Teknik arıza sonrasında kapasiteleri artırdık

Son periyotta yaşanan teknik arıza bir siber güvenlik yanlışı değildi. Sistemlerin sofistikeleşmesiyle ortaya çıkan, birbirini tetikleyen teknik bir küsurdu. Çok süratli bir biçimde müdahale ettik; basına, toplumsal medyaya ve şubelere anında bilgi verildi. Kapasiteleri artırmak ve yeni yatırımlar yapmak suretiyle tedbirler alındı.

500 milyon $’lık sermaye gibisi tahvil ihraç etti

Garanti BBVA, memleketler arası piyasalarda yeni bir sermaye gibisi tahvil ihracına daha imza attı. Banka 10,5 yıl vadeli, 5. yıldan sonra geri çağırma opsiyonlu ve toplamda 500 milyon dolar fiyatında sermaye gibisi tahvil ihracını da tamamladı. Basel III uyumlu olarak yapılandırılan süreç, yurtdışında yerleşik kurumsal yatırımcılara sunuldu. Sürece 2 milyar doların üzerinde talep geldi.
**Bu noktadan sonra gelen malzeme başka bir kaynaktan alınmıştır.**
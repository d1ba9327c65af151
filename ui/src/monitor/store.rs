//! Explicitly owned patient collection with stable iteration order.
//!
//! Tie-breaking for the emergency banner relies on first-encountered wins,
//! so the store keeps insertion order rather than hashing.

use super::patient::Patient;

#[derive(Debug, Clone, Default, PartialEq)]
pub struct PatientStore {
    patients: Vec<Patient>,
}

impl PatientStore {
    pub fn new(patients: Vec<Patient>) -> Self {
        Self { patients }
    }

    /// Seed roster used by the demo dashboard.
    pub fn demo() -> Self {
        Self::new(vec![
            Patient::new("mom", "Mom", 72, 96.0, 68.0, "#30d158"),
            Patient::new("dad", "Dad", 75, 93.0, 74.0, "#0a84ff"),
            Patient::new("grandma", "Grandma", 88, 91.0, 82.0, "#bf5af2"),
            Patient::new("aunt", "Aunt Lisa", 65, 97.0, 62.0, "#ff9f0a"),
        ])
    }

    pub fn get(&self, id: &str) -> Option<&Patient> {
        self.patients.iter().find(|p| p.id == id)
    }

    pub fn get_mut(&mut self, id: &str) -> Option<&mut Patient> {
        self.patients.iter_mut().find(|p| p.id == id)
    }

    pub fn iter(&self) -> impl Iterator<Item = &Patient> {
        self.patients.iter()
    }

    pub fn iter_mut(&mut self) -> impl Iterator<Item = &mut Patient> {
        self.patients.iter_mut()
    }

    pub fn len(&self) -> usize {
        self.patients.len()
    }

    pub fn is_empty(&self) -> bool {
        self.patients.is_empty()
    }
}

#[cfg(test)]
mod tests {
    use super::*;

    #[test]
    fn demo_roster_is_seeded_in_order() {
        let store = PatientStore::demo();
        let ids: Vec<&str> = store.iter().map(|p| p.id.as_str()).collect();
        assert_eq!(ids, ["mom", "dad", "grandma", "aunt"]);
    }

    #[test]
    fn lookup_by_id() {
        let store = PatientStore::demo();
        assert_eq!(store.get("grandma").map(|p| p.age), Some(88));
        assert!(store.get("nobody").is_none());
    }
}
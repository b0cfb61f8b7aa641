//! Host serial port adapter.
//!
//! The driver only speaks [embedded_io]; this wraps a `serialport` handle so it can be used
//! directly. The port is closed when the link is dropped.

use std::time::Duration;

use serialport::{DataBits, Parity, SerialPort, StopBits};
use thiserror::Error;

use crate::config::SerialConfig;

/// An open serial port configured for the supply (8 data bits, no parity, 1 stop bit).
pub struct SerialLink(Box<dyn SerialPort>);

#[derive(Error, Debug)]
#[error(transparent)]
pub struct LinkError(#[from] std::io::Error);

/// Open and configure the port named in `config`.
pub fn open(config: &SerialConfig, timeout: Duration) -> Result<SerialLink, serialport::Error> {
    let port = serialport::new(&config.port, config.baud_rate)
        .data_bits(DataBits::Eight)
        .parity(Parity::None)
        .stop_bits(StopBits::One)
        .timeout(timeout)
        .open()?;
    Ok(SerialLink(port))
}

impl SerialLink {
    pub fn name(&self) -> Option<String> {
        self.0.name()
    }
}

impl embedded_io::Error for LinkError {
    fn kind(&self) -> embedded_io::ErrorKind {
        use embedded_io::ErrorKind;
        use std::io::ErrorKind as Io;

        match self.0.kind() {
            Io::NotFound => ErrorKind::NotFound,
            Io::PermissionDenied => ErrorKind::PermissionDenied,
            Io::BrokenPipe => ErrorKind::BrokenPipe,
            Io::NotConnected => ErrorKind::NotConnected,
            Io::InvalidInput => ErrorKind::InvalidInput,
            Io::InvalidData => ErrorKind::InvalidData,
            Io::TimedOut | Io::WouldBlock => ErrorKind::TimedOut,
            Io::Interrupted => ErrorKind::Interrupted,
            Io::Unsupported => ErrorKind::Unsupported,
            Io::OutOfMemory => ErrorKind::OutOfMemory,
            _ => ErrorKind::Other,
        }
    }
}

impl embedded_io::ErrorType for SerialLink {
    type Error = LinkError;
}

impl embedded_io::Read for SerialLink {
    fn read(&mut self, buf: &mut [u8]) -> Result<usize, Self::Error> {
        Ok(std::io::Read::read(&mut self.0, buf)?)
    }
}

impl embedded_io::Write for SerialLink {
    fn write(&mut self, buf: &[u8]) -> Result<usize, Self::Error> {
        Ok(std::io::Write::write(&mut self.0, buf)?)
    }

    fn flush(&mut self) -> Result<(), Self::Error> {
        Ok(std::io::Write::flush(&mut self.0)?)
    }
}
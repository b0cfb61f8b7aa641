//! Status snapshot for external monitoring.

use std::{
    fmt, fs, io,
    path::{Path, PathBuf},
};

/// Most recent delivered power and power setting, in watts.
#[derive(Debug, Clone, Copy, PartialEq)]
pub struct StatusSnapshot {
    pub delivered_power: f64,
    pub power_setting: f64,
}

impl fmt::Display for StatusSnapshot {
    fn fmt(&self, f: &mut fmt::Formatter<'_>) -> fmt::Result {
        writeln!(f, "dpm86powerout {:.2}", self.delivered_power)?;
        writeln!(f, "dpm86powersetting {:.2}", self.power_setting)
    }
}

/// Replaces a file with the latest snapshot on every write.
#[derive(Debug, Clone)]
pub struct StatusFile {
    path: PathBuf,
}

impl StatusFile {
    pub fn new(path: impl Into<PathBuf>) -> Self {
        Self { path: path.into() }
    }

    pub fn path(&self) -> &Path {
        &self.path
    }

    /// Write the snapshot next to the target and rename it into place, so readers never see a
    /// half written file.
    pub fn write(&self, snapshot: &StatusSnapshot) -> io::Result<()> {
        let staging = self.path.with_extension("tmp");
        fs::write(&staging, snapshot.to_string())?;
        fs::rename(&staging, &self.path)
    }
}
TL mevduat en yeterli getiriyi sağlıyor

İçerideki yatırımcılar için şu an TL mevduat en güzel getiriyi sağlıyor. Fakat her vakit tek bir esere bağlı kalmak yerine, risk profiline ve gayelere bağlı olarak bir sepet oluşturmak kıymetli. Pay senedi piyasasına da yatırım yapılabilir, çünkü faizler aşağı geldiğinde orası da hareketlenecektir. Bankalar olarak şubelerde, özel bankacılıkta ve emeklilik tarafında danışmanlık hizmetleri sunuyoruz. Robo-advisor üzere otomatik sistemlerle muhakkak alokasyonlar da yapılabiliyor. Dağıtmak daha yeterli bir strateji, fakat özel bir gereksiniminiz varsa TL mevduat şu anda çok cazip.